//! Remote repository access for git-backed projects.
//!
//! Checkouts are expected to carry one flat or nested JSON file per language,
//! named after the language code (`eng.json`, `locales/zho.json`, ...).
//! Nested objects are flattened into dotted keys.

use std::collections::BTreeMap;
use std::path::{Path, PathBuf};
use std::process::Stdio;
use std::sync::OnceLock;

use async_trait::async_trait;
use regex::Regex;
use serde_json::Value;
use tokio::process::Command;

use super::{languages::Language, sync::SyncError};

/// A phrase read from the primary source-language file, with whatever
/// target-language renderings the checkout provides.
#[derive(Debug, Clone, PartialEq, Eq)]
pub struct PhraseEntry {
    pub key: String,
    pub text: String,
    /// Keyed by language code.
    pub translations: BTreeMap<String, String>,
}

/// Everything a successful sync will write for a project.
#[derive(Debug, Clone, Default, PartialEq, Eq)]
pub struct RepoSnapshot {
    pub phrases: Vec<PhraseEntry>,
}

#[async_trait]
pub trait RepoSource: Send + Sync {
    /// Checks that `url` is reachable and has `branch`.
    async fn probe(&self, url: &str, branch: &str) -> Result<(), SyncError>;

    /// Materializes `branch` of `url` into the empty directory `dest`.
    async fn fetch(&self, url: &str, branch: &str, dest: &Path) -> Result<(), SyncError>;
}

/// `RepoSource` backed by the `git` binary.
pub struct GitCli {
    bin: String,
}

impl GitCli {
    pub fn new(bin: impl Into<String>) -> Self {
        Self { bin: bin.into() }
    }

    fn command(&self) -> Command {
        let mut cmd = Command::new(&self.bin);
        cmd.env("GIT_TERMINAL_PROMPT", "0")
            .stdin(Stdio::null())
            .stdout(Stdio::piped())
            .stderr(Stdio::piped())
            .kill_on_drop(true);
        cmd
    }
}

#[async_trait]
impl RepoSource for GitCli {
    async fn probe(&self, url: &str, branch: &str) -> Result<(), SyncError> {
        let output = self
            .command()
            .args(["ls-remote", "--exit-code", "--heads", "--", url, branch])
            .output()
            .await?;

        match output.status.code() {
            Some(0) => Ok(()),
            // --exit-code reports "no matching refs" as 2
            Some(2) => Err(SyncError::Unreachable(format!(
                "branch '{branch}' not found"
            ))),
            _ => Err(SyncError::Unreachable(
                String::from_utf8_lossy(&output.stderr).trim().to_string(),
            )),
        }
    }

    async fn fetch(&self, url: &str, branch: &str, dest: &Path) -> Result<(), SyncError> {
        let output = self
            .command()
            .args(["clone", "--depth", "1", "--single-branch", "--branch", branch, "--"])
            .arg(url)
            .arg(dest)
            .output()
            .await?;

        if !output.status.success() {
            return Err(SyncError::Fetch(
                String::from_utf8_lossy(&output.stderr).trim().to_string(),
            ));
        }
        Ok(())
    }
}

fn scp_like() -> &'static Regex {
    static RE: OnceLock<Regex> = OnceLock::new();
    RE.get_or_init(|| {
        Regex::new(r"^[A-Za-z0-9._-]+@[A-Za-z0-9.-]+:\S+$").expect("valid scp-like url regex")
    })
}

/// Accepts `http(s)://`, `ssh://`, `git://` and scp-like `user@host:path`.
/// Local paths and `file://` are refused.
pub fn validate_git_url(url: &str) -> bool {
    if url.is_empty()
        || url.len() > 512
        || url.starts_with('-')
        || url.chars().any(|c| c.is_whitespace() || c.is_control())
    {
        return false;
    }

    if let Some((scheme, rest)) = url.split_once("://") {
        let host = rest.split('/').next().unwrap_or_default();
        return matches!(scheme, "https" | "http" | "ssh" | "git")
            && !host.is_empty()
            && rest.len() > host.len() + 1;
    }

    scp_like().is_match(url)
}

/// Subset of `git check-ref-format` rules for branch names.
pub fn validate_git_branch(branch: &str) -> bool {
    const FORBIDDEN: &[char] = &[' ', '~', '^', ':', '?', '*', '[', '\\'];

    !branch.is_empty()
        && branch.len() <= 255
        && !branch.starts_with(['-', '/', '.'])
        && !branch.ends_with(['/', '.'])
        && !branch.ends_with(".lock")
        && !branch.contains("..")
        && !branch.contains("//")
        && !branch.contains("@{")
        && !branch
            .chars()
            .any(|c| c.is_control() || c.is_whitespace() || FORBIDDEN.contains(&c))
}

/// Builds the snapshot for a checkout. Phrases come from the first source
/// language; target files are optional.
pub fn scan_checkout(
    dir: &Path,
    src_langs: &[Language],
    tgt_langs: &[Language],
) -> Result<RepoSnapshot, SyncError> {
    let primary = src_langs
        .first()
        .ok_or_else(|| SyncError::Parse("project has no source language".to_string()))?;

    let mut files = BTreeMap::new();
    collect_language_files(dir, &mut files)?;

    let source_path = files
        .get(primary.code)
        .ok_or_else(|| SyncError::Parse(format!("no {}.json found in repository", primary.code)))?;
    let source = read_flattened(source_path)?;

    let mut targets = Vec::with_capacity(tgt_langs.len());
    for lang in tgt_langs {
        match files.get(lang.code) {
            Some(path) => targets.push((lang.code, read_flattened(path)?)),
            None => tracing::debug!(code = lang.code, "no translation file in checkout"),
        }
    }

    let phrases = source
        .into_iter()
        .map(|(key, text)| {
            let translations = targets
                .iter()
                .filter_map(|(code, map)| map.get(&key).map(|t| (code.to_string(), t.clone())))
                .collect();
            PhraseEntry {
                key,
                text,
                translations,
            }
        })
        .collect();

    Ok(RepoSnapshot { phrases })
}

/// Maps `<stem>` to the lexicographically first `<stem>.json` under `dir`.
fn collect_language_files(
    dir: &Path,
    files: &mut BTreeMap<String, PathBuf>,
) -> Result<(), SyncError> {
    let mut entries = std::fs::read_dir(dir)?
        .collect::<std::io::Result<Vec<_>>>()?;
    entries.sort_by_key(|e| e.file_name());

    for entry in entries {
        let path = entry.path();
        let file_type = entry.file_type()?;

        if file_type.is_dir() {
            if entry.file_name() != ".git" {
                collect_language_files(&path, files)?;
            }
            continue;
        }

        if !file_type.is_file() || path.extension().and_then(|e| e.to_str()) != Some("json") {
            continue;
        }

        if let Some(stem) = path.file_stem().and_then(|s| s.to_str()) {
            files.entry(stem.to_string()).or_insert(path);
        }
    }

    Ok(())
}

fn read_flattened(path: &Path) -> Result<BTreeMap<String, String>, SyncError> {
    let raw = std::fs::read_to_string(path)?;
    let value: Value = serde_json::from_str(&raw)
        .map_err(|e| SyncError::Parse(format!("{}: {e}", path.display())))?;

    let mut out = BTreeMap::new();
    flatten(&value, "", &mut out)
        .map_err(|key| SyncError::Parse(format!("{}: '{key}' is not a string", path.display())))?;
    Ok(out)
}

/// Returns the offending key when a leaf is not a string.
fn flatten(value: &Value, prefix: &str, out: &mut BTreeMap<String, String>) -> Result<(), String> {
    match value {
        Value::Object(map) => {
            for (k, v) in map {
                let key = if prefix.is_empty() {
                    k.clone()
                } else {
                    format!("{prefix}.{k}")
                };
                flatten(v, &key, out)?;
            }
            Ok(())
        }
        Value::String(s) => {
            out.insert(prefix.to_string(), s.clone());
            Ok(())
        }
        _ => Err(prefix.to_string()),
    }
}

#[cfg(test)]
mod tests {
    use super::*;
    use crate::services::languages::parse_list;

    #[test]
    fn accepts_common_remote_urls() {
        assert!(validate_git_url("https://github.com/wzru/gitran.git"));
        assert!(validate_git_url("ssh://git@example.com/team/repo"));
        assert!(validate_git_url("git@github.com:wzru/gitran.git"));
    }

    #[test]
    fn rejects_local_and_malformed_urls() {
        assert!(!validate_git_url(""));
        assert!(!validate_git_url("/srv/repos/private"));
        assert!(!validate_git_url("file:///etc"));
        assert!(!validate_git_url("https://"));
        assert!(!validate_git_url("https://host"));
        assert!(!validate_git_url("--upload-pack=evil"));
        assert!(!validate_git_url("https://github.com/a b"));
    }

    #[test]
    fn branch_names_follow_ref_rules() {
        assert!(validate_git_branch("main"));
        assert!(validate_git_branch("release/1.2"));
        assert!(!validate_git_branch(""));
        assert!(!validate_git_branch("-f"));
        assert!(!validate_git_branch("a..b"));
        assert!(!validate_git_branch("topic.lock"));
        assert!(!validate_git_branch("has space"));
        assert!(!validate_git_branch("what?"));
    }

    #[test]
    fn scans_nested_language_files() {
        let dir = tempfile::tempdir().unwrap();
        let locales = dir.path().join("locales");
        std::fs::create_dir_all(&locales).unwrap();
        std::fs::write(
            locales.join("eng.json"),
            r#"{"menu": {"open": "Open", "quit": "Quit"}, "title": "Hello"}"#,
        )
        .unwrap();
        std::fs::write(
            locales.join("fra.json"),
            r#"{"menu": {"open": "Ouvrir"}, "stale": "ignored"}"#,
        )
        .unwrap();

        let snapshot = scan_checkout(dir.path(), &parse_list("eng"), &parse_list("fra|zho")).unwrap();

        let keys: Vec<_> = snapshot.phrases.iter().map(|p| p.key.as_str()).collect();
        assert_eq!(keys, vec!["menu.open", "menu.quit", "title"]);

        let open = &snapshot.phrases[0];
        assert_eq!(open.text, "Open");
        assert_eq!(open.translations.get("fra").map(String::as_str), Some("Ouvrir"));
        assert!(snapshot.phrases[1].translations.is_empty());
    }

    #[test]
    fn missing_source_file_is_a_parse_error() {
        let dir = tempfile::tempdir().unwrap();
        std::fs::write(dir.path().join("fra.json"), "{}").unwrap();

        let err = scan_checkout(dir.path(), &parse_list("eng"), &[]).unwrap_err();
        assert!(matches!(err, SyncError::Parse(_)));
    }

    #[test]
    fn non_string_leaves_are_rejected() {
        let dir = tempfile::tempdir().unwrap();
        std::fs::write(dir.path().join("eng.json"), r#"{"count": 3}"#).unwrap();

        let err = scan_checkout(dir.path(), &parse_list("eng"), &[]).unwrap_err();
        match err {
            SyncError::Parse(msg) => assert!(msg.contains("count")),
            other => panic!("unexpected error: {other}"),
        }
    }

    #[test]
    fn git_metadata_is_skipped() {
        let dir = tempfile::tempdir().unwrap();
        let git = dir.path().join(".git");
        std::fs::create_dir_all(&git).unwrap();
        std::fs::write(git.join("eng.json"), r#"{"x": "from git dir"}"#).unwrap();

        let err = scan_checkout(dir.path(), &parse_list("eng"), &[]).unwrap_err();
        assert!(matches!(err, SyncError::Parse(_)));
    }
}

## Task item
Report every line containing the word "derive" from the listing above.

## Response
#[derive(Debug, Clone, PartialEq, Eq)]
#[derive(Debug, Clone, Default, PartialEq, Eq)]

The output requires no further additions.